Almonds, peanuts, hazelnuts, sunflower seeds and green vegetables are rich sources of vitamin E, which can stop blood clots from building up and thus reduce the risk of heart attacks. Saturated and trans fats are directly linked to heart diseases, especially coronary heart disease.
Broccoli, cauliflower, cabbage, fish, tofu and legumes, as well as many cereals and milks, are fortified with calcium, while leafy green vegetables are rich in magnesium. Calcium and magnesium are important for strong bones and teeth, which in turn prevents osteoporosis and osteoarthritis in later life.
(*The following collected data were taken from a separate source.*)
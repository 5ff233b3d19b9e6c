use std::{sync::Arc, time::Duration};

use futures::{stream, Stream, StreamExt};
use shared::domain::{ProgressEvent, Weights};
use tokio::sync::RwLock;
use tokio_stream::wrappers::IntervalStream;
use tracing::info;

/// Simulated canary rollout.
///
/// Every subscriber gets its own walk through `steps`; all of them write the
/// split they publish into one shared "current weights" cell that the state
/// endpoint reports.
#[derive(Clone)]
pub struct RolloutSimulator {
    steps: Arc<[u32]>,
    step_interval: Duration,
    current: Arc<RwLock<Weights>>,
}

impl RolloutSimulator {
    pub fn new(steps: Vec<u32>, step_interval: Duration) -> Self {
        Self {
            steps: steps.into(),
            step_interval,
            current: Arc::new(RwLock::new(Weights::initial())),
        }
    }

    pub fn steps(&self) -> &[u32] {
        &self.steps
    }

    pub async fn current_weights(&self) -> Weights {
        *self.current.read().await
    }

    /// First event is immediate, the rest follow one `step_interval` apart.
    /// The stream does nothing until polled.
    pub fn progress_stream(&self) -> impl Stream<Item = ProgressEvent> + Send + 'static {
        self.progress_stream_after(None)
    }

    /// Like [`Self::progress_stream`], skipping steps up to and including
    /// `resume_after`.
    pub fn progress_stream_after(
        &self,
        resume_after: Option<u32>,
    ) -> impl Stream<Item = ProgressEvent> + Send + 'static {
        let current = Arc::clone(&self.current);
        let steps: Vec<u32> = self
            .steps
            .iter()
            .copied()
            .filter(|step| resume_after.map_or(true, |last| *step > last))
            .collect();
        let period = self.step_interval;

        stream::once(async move { IntervalStream::new(tokio::time::interval(period)) })
            .flatten()
            .zip(stream::iter(steps))
            .then(move |(_, step)| {
                let current = Arc::clone(&current);
                async move {
                    let weights = Weights::for_step(step);
                    *current.write().await = weights;
                    info!(step, stable = weights.stable, canary = weights.canary, "rollout step");
                    ProgressEvent::new(step, weights)
                }
            })
    }
}

#[cfg(test)]
#[path = "tests/rollout_tests.rs"]
mod tests;
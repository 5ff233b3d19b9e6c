use std::io::Write;

use chrono::Local;
use client_core::RenderSurface;
use tracing::warn;

const BAR_WIDTH: usize = 20;

/// Renders the rollout view as plain lines on a terminal.
///
/// Progress and label changes are collected and printed as one status line
/// when the update ends with `scroll_log_to_bottom`.
pub struct TerminalSurface<W: Write> {
    out: W,
    progress: u32,
    weights_label: String,
    status_dirty: bool,
    timestamps: bool,
}

impl<W: Write> TerminalSurface<W> {
    pub fn new(out: W, timestamps: bool) -> Self {
        Self {
            out,
            progress: 0,
            weights_label: String::new(),
            status_dirty: false,
            timestamps,
        }
    }

    pub fn status_line(&self) -> String {
        let line = format!("{} {:>3}%", render_bar(self.progress), self.progress);
        if self.weights_label.is_empty() {
            line
        } else {
            format!("{line}  {}", self.weights_label)
        }
    }

    pub fn into_inner(self) -> W {
        self.out
    }

    fn write_line(&mut self, line: &str) {
        let result = if self.timestamps {
            writeln!(self.out, "[{}] {line}", Local::now().format("%H:%M:%S"))
        } else {
            writeln!(self.out, "{line}")
        };
        if let Err(error) = result {
            warn!(%error, "failed to write to terminal");
        }
    }
}

impl<W: Write> RenderSurface for TerminalSurface<W> {
    fn append_log(&mut self, line: &str) {
        self.write_line(line);
    }

    fn scroll_log_to_bottom(&mut self) {
        if self.status_dirty {
            self.status_dirty = false;
            let status = self.status_line();
            self.write_line(&status);
        }
        if let Err(error) = self.out.flush() {
            warn!(%error, "failed to flush terminal");
        }
    }

    fn set_progress(&mut self, percent: u32) {
        self.progress = percent.min(100);
        self.status_dirty = true;
    }

    fn set_weights_label(&mut self, label: &str) {
        self.weights_label = label.to_string();
        self.status_dirty = true;
    }

    fn show_error(&mut self, message: &str) {
        self.write_line(&format!("error: {message}"));
    }
}

pub fn render_bar(percent: u32) -> String {
    let filled = (percent.min(100) as usize * BAR_WIDTH) / 100;
    format!("[{}{}]", "#".repeat(filled), "-".repeat(BAR_WIDTH - filled))
}

#[cfg(test)]
#[path = "tests/terminal_tests.rs"]
mod tests;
Surprisingly, eating healthily can also improve memory and help to prevent dementia and cognitive decline, which means we need to consume enough vitamin C, D, and E, omega-3 fatty acids, and flavonoids and other polyphenols. For that, look no further than the Mediterranean with its diet rich in vegetables, such as tomatoes, broccoli, spinach and cucumbers, fresh fruit, olive oil, cheese and yoghurt, legumes like cashews, sunflower seeds and eggs, among other stuff.
Also, a diet high in sugar and fat alters your gut microbiome which increases inflammation of the gut, causing gut ache. In contrast, foods like vegetables, fruits, yoghurt, sauerkraut, miso, kefir and whole grains provide prebiotics and probiotics which help healthy bacteria to thrive in your colon, while fiber-rich foods help with regular bowel movements, thereby preventing bowel cancer.
Finally, there is an often overlooked factor which many people still think is some type of hippie theory: a healthy diet improves your mood. Basically, a diet with a high glycemic overload, such as soft drinks, cakes, white bread and biscuits, can lead to depression and fatigue. A diet without those will not.
And there you have it. It’s pretty straightforward. Dieting by eating less, or only eating from one group of foods, is a bad thing, while eating healthy foods is a very good thing. The rest is mumbo jumbo designed to confuse and manipulate.
Aim for a healthy diet, not unhealthy dieting.